Wir haben uns in der
Vergangenheit schon häufiger mit dem komplexen Problem der
Multimedikation, insbesondere bei multimorbiden und älteren
Patienten, beschäftigt (1). Obwohl heute zahlreiche Werkzeuge
zur Optimierung der Pharmakotherapie und dadurch auch Verbesserung
der Arzneimitteltherapiesicherheit zur Verfügung stehen
(Übersicht in 2 und 3), gelingt es trotzdem meist nicht, bei
multimorbiden und/oder älteren Patienten nicht (mehr) indizierte
Medikamente abzusetzen. Eine systematische Übersicht von
25 Studien mit teilweise sehr komplexen Interventionen und mehr
als 10.000 älteren Patienten hat gezeigt, dass in diesen Studien
meist nur eine minimale Reduzierung der verordneten Zahl an
Medikamenten erreicht werden konnte (Reduzierung von durchschnittlich
7,4 auf 7,2 Dauerverordnungen). Überraschenderweise haben die
überwiegend sehr personal- und zeitaufwändigen
Interventionen – mit und ohne IT-Unterstützung –
auch keinen messbaren Effekt auf klinisch relevante Endpunkte, wie
Krankenhausaufnahmen oder Letalität (3).
Mögliche Gründe
für dieses enttäuschende Ergebnis könnten sein, dass
die Interventionen überwiegend zeitlich begrenzt erfolgten, z.B.

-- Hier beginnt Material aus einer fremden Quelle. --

// SPDX-FileCopyrightText: 2025 Stanislaw Grams <stanislawgrams@gmail.com>
//
// SPDX-License-Identifier: BSD-2-Clause

//! Driver for the RCI servo controller register protocol.

use std::collections::{BTreeMap, HashSet};
use std::sync::{Arc, Mutex, MutexGuard};

use tokio::io::{AsyncBufReadExt, AsyncRead, AsyncWrite, AsyncWriteExt, BufReader};
use tokio::sync::{mpsc, watch};
use tokio::task::JoinHandle;
use tokio::time::{sleep, Duration, Instant};
use tokio_serial::SerialPortBuilderExt;
use tracing::{debug, info, warn};

use rot_core::rotator::{
    MoveBlocker, RegisterWriter, RotatorAccessMethod, RotatorInfo, ShutdownControl,
};
use rot_core::{Rotator, RotatorError, RotatorStatus, StatusCallback};

pub mod registers;

use registers::*;

const QUIESCENT_VELOCITY: f64 = 0.2;
const QUIESCENT_TIME: Duration = Duration::from_secs(1);
const RECONNECT_DELAY: Duration = Duration::from_secs(1);
const SHUTDOWN_TOGGLE_DWELL: Duration = Duration::from_millis(200);

#[derive(Default)]
struct State {
    link: Option<mpsc::UnboundedSender<String>>,
    read_registers: [u16; READ_REGISTERS],
    write_registers: [u16; WRITE_REGISTERS],
    last_diag: u16,
    last_move: Option<Instant>,
    /// Axis modes captured while moves are blocked; `Some` while blocking.
    blocked: Option<BTreeMap<usize, u16>>,
}

struct Shared {
    state: Mutex<State>,
    acceptable_shutdowns: Mutex<HashSet<u8>>,
    callback: StatusCallback,
}

impl Shared {
    fn lock(&self) -> MutexGuard<'_, State> {
        self.state.lock().expect("rci state mutex poisoned")
    }

    fn status(state: &mut State) -> RotatorStatus {
        let mut write = state.write_registers;
        if let Some(blocked) = &state.blocked {
            // Report blocked moves as if they were running.
            for (register, value) in blocked {
                write[*register] = *value;
            }
        }
        let mut status = decode(&state.read_registers, &write);

        let blocking = state.blocked.as_ref().is_some_and(|b| !b.is_empty());
        let commanded = status.command_az_flags.is_active() || status.command_el_flags.is_active();
        let moving = blocking
            || (commanded && status.shutdown_error != 0)
            || status.az_vel.abs() > QUIESCENT_VELOCITY
            || status.el_vel.abs() > QUIESCENT_VELOCITY;
        let now = Instant::now();
        if moving {
            state.last_move = Some(now);
        }
        status.moving = state
            .last_move
            .is_some_and(|last| now.duration_since(last) < QUIESCENT_TIME);
        status.moving_disabled = state.blocked.is_some();
        status
    }

    fn notify(&self, state: &mut State) {
        let status = Self::status(state);
        (self.callback)(status);
    }

    fn write_locked(
        state: &mut State,
        register: usize,
        values: &[u16],
    ) -> Result<(), RotatorError> {
        if register + values.len() > WRITE_REGISTERS {
            return Err(RotatorError::RegisterOutOfRange {
                register,
                count: values.len(),
                limit: WRITE_REGISTERS,
            });
        }
        let link = state.link.clone().ok_or(RotatorError::NotConnected)?;
        let mut sent = Vec::with_capacity(values.len());
        for (i, value) in values.iter().enumerate() {
            let reg = register + i;
            let mut value = *value;
            if let Some(blocked) = state.blocked.as_mut() {
                if reg == AZ_MODE || reg == EL_MODE {
                    if value == SERVO_NONE {
                        blocked.remove(&reg);
                    } else {
                        blocked.insert(reg, value);
                        value = SERVO_NONE;
                    }
                }
            }
            state.write_registers[reg] = value;
            sent.push(value);
        }
        let line = format_write(register, &sent);
        debug!("rci: writing {}", line.trim_end());
        if link.send(line).is_err() {
            warn!("rci: link closed while writing register {}", register);
        }
        Ok(())
    }

    fn write(&self, register: usize, values: &[u16]) -> Result<(), RotatorError> {
        let mut state = self.lock();
        Self::write_locked(&mut state, register, values)?;
        self.notify(&mut state);
        Ok(())
    }

    /// Bump the diagnostic counter and issue a sequence of single-register
    /// writes as one command.
    fn command(&self, writes: &[(usize, u16)]) {
        let mut state = self.lock();
        state.last_diag = state.last_diag.wrapping_add(1);
        let diag = state.last_diag;
        let result = Self::write_locked(&mut state, DIAG, &[diag]).and_then(|_| {
            writes
                .iter()
                .try_for_each(|(reg, value)| Self::write_locked(&mut state, *reg, &[*value]))
        });
        match result {
            Ok(()) => self.notify(&mut state),
            Err(e) => debug!("rci: command dropped: {}", e),
        }
    }

    fn set_moving_disabled(&self, disabled: bool) {
        let mut state = self.lock();
        if disabled && state.blocked.is_none() {
            let captured: BTreeMap<usize, u16> = [AZ_MODE, EL_MODE]
                .into_iter()
                .map(|reg| (reg, state.write_registers[reg]))
                .collect();
            state.blocked = Some(captured.clone());
            for (reg, value) in captured {
                if let Err(e) = Self::write_locked(&mut state, reg, &[value]) {
                    debug!("rci: block write dropped: {}", e);
                }
            }
            info!("rci: moves disabled");
        } else if !disabled {
            let Some(blocked) = state.blocked.take() else {
                return;
            };
            if !blocked.is_empty() {
                state.last_diag = state.last_diag.wrapping_add(1);
                let diag = state.last_diag;
                let result = Self::write_locked(&mut state, DIAG, &[diag]).and_then(|_| {
                    blocked
                        .iter()
                        .try_for_each(|(reg, value)| Self::write_locked(&mut state, *reg, &[*value]))
                });
                if let Err(e) = result {
                    debug!("rci: restore dropped: {}", e);
                }
            }
            info!("rci: moves enabled");
        } else {
            return;
        }
        self.notify(&mut state);
    }

    /// Toggle the shutdown-exit control bit 0, 1, 0.
    fn spawn_exit_shutdown(self: &Arc<Self>) -> JoinHandle<()> {
        let shared = self.clone();
        tokio::spawn(async move {
            for (i, value) in [0u16, 1, 0].into_iter().enumerate() {
                if i > 0 {
                    sleep(SHUTDOWN_TOGGLE_DWELL).await;
                }
                if let Err(e) = shared.write(SHUTDOWN_CONTROL, &[value]) {
                    warn!("rci: exit shutdown: {}", e);
                    return;
                }
            }
        })
    }

    fn handle_line(self: &Arc<Self>, line: &str, exiting_shutdown: &mut bool) {
        let line = line.trim_end();
        if line.is_empty() {
            return;
        }
        if let Some(message) = line.strip_prefix('!') {
            info!("rci: {}", message);
            return;
        }
        let Some(body) = line.strip_prefix('r') else {
            warn!("rci: unknown input: {}", line);
            return;
        };
        let registers = match parse_read_line(body) {
            Ok(registers) => registers,
            Err(e) => {
                warn!("rci: failed to parse {:?}: {}", line, e);
                return;
            }
        };
        let shutdown = {
            let mut state = self.lock();
            state.read_registers = registers;
            let status = Self::status(&mut state);
            let shutdown = status.shutdown_error;
            (self.callback)(status);
            shutdown
        };
        let acceptable = shutdown != 0
            && self
                .acceptable_shutdowns
                .lock()
                .expect("rci shutdown set mutex poisoned")
                .contains(&shutdown);
        if acceptable {
            if !*exiting_shutdown {
                *exiting_shutdown = true;
                info!(
                    "rci: acceptable shutdown {}; automatically exiting shutdown",
                    shutdown
                );
                self.spawn_exit_shutdown();
            }
        } else {
            *exiting_shutdown = false;
        }
    }

    fn open_link(&self) -> mpsc::UnboundedReceiver<String> {
        let (tx, rx) = mpsc::unbounded_channel();
        self.lock().link = Some(tx);
        rx
    }

    async fn serve<S>(
        self: Arc<Self>,
        stream: S,
        mut outgoing: mpsc::UnboundedReceiver<String>,
        mut shutdown_rx: watch::Receiver<bool>,
    ) where
        S: AsyncRead + AsyncWrite + Send + 'static,
    {
        let (reader, mut writer) = tokio::io::split(stream);
        let mut lines = BufReader::new(reader).lines();
        let mut exiting_shutdown = false;
        loop {
            tokio::select! {
                line = lines.next_line() => match line {
                    Ok(Some(line)) => self.handle_line(&line, &mut exiting_shutdown),
                    Ok(None) => {
                        warn!("rci: link closed");
                        break;
                    }
                    Err(e) => {
                        warn!("rci: reading link: {}", e);
                        break;
                    }
                },
                out = outgoing.recv() => match out {
                    Some(out) => {
                        if let Err(e) = writer.write_all(out.as_bytes()).await {
                            warn!("rci: writing link: {}", e);
                            break;
                        }
                    }
                    None => break,
                },
                changed = shutdown_rx.changed() => {
                    if changed.is_err() || *shutdown_rx.borrow() {
                        break;
                    }
                }
            }
        }
        self.lock().link = None;
    }
}

/// RCI servo controller on a serial line.
pub struct Rci {
    info: RotatorInfo,
    shared: Arc<Shared>,
}

impl Rci {
    /// Create a driver with no link attached.
    pub fn new(info: RotatorInfo, callback: StatusCallback) -> Self {
        Self {
            info,
            shared: Arc::new(Shared {
                state: Mutex::new(State::default()),
                acceptable_shutdowns: Mutex::new(HashSet::new()),
                callback,
            }),
        }
    }

    /// Create a driver and keep a serial link to `path` open, retrying every
    /// second until shutdown.
    pub fn connect(
        path: &str,
        baud: u32,
        callback: StatusCallback,
        shutdown_rx: watch::Receiver<bool>,
    ) -> Self {
        let rci = Self::new(
            RotatorInfo {
                manufacturer: "Sigmet".to_string(),
                model: "RCI".to_string(),
                access: RotatorAccessMethod::Serial {
                    path: path.to_string(),
                    baud,
                },
            },
            callback,
        );
        tokio::spawn(reconnect_loop(
            rci.shared.clone(),
            path.to_string(),
            baud,
            shutdown_rx,
        ));
        rci
    }

    /// Drive the controller over an already open byte stream.
    pub fn attach<S>(&self, stream: S, shutdown_rx: watch::Receiver<bool>) -> JoinHandle<()>
    where
        S: AsyncRead + AsyncWrite + Send + 'static,
    {
        let outgoing = self.shared.open_link();
        tokio::spawn(self.shared.clone().serve(stream, outgoing, shutdown_rx))
    }

    pub fn is_connected(&self) -> bool {
        self.shared.lock().link.is_some()
    }
}

async fn reconnect_loop(
    shared: Arc<Shared>,
    path: String,
    baud: u32,
    mut shutdown_rx: watch::Receiver<bool>,
) {
    loop {
        tokio::select! {
            _ = sleep(RECONNECT_DELAY) => {}
            changed = shutdown_rx.changed() => {
                if changed.is_err() || *shutdown_rx.borrow() {
                    break;
                }
            }
        }
        let port = match tokio_serial::new(&path, baud).open_native_async() {
            Ok(port) => port,
            Err(e) => {
                warn!("rci: opening {:?}: {}", path, e);
                continue;
            }
        };
        info!("rci: opened {:?}", path);
        let outgoing = shared.open_link();
        shared
            .clone()
            .serve(port, outgoing, shutdown_rx.clone())
            .await;
        if *shutdown_rx.borrow() {
            break;
        }
    }
}

impl Rotator for Rci {
    fn info(&self) -> &RotatorInfo {
        &self.info
    }

    fn stop(&self) {
        self.shared
            .command(&[(AZ_MODE, SERVO_NONE), (EL_MODE, SERVO_NONE)]);
    }

    fn set_azimuth_position(&self, angle: f64) {
        self.shared.command(&[
            (AZ_POSITION, angle_to_register(angle)),
            (AZ_MODE, SERVO_POSITION),
        ]);
    }

    fn set_elevation_position(&self, angle: f64) {
        self.shared.command(&[
            (EL_POSITION, angle_to_register(angle)),
            (EL_MODE, SERVO_POSITION),
        ]);
    }

    fn set_azimuth_velocity(&self, velocity: f64) {
        self.shared.command(&[
            (AZ_VELOCITY, angle_to_register(velocity)),
            (AZ_MODE, SERVO_VELOCITY),
        ]);
    }

    fn set_elevation_velocity(&self, velocity: f64) {
        self.shared.command(&[
            (EL_VELOCITY, angle_to_register(velocity)),
            (EL_MODE, SERVO_VELOCITY),
        ]);
    }

    fn as_register_writer(&self) -> Option<&dyn RegisterWriter> {
        Some(self)
    }

    fn as_shutdown_control(&self) -> Option<&dyn ShutdownControl> {
        Some(self)
    }

    fn as_move_blocker(&self) -> Option<&dyn MoveBlocker> {
        Some(self)
    }
}

impl RegisterWriter for Rci {
    fn write(&self, register: usize, values: &[u16]) -> Result<(), RotatorError> {
        self.shared.write(register, values)
    }
}

impl ShutdownControl for Rci {
    fn set_acceptable_shutdowns(&self, codes: HashSet<u8>) {
        *self
            .shared
            .acceptable_shutdowns
            .lock()
            .expect("rci shutdown set mutex poisoned") = codes;
    }

    fn exit_shutdown(&self) {
        self.stop();
        self.shared.spawn_exit_shutdown();
    }
}

impl MoveBlocker for Rci {
    fn set_moving_disabled(&self, disabled: bool) {
        self.shared.set_moving_disabled(disabled);
    }
}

im Rahmen einer Krankenhausbehandlung, oft allein nach Aktenlage und
durch Spezialisten (klinische Pharmazeuten, Geriater, Internisten),
denen die Patienten unbekannt waren. Weitere Erklärungen könnten
in den verwendeten Studien-Designs liegen. Es wurden überwiegend
zu wenige Patienten untersucht, zu kurz nachbeobachtet und die
Patienten über die ergriffenen Maßnahmen zu wenig
informiert. In keiner Studie erfolgten Scheininterventionen. Dieser
Aspekt scheint uns jedoch besonders wichtig, da bei jeder Veränderung
der Medikation mit unerwünschten Reaktionen zu rechnen ist,
beispielsweise durch Absetzphänomene und/oder eine
psychologische Verunsicherung des Patienten. Ein Absetzen von
Arzneimitteln kann bei Patienten oder ihren Angehörigen
Befürchtungen auslösen, als hoffnungsloser Fall oder –
noch schlimmer – aus ökonomischen Gründen aufgegeben
zu werden. Dies kann zu einer Verschlechterung der gesundheitlichen
Situation führen.
Gleichwohl hat aber auch
jede/r klinisch Tätige die Erfahrung gemacht, dass eine
Reduzierung medizinischer Maßnahmen und eine intensive
Zuwendung und Beschäftigung mit anderen Bedürfnissen des
Patienten in fortgeschrittenen Krankheitsphasen sehr hilfreich sein
können. Daher sollte in diese Richtung trotz vieler Rückschläge
unbedingt weiter geforscht werden. Dies wird auch in einem Kommentar
zur Reihe „Less is More“ im JAMA Internal Medicine
bekräftigt (4). Dort wird die Reduzierung medizinischer
Maßnahmen als „The Next Frontier for Improving Care
Quality“ bezeichnet und den Autoren medizinischer Leitlinien
eine besondere Verantwortung zugewiesen. Sie sollen nicht nur
Anweisung zur Intensivierung von Therapie und Diagnostik geben,
sondern auch Kriterien und Wege zur ihrer Reduzierung aufzeigen.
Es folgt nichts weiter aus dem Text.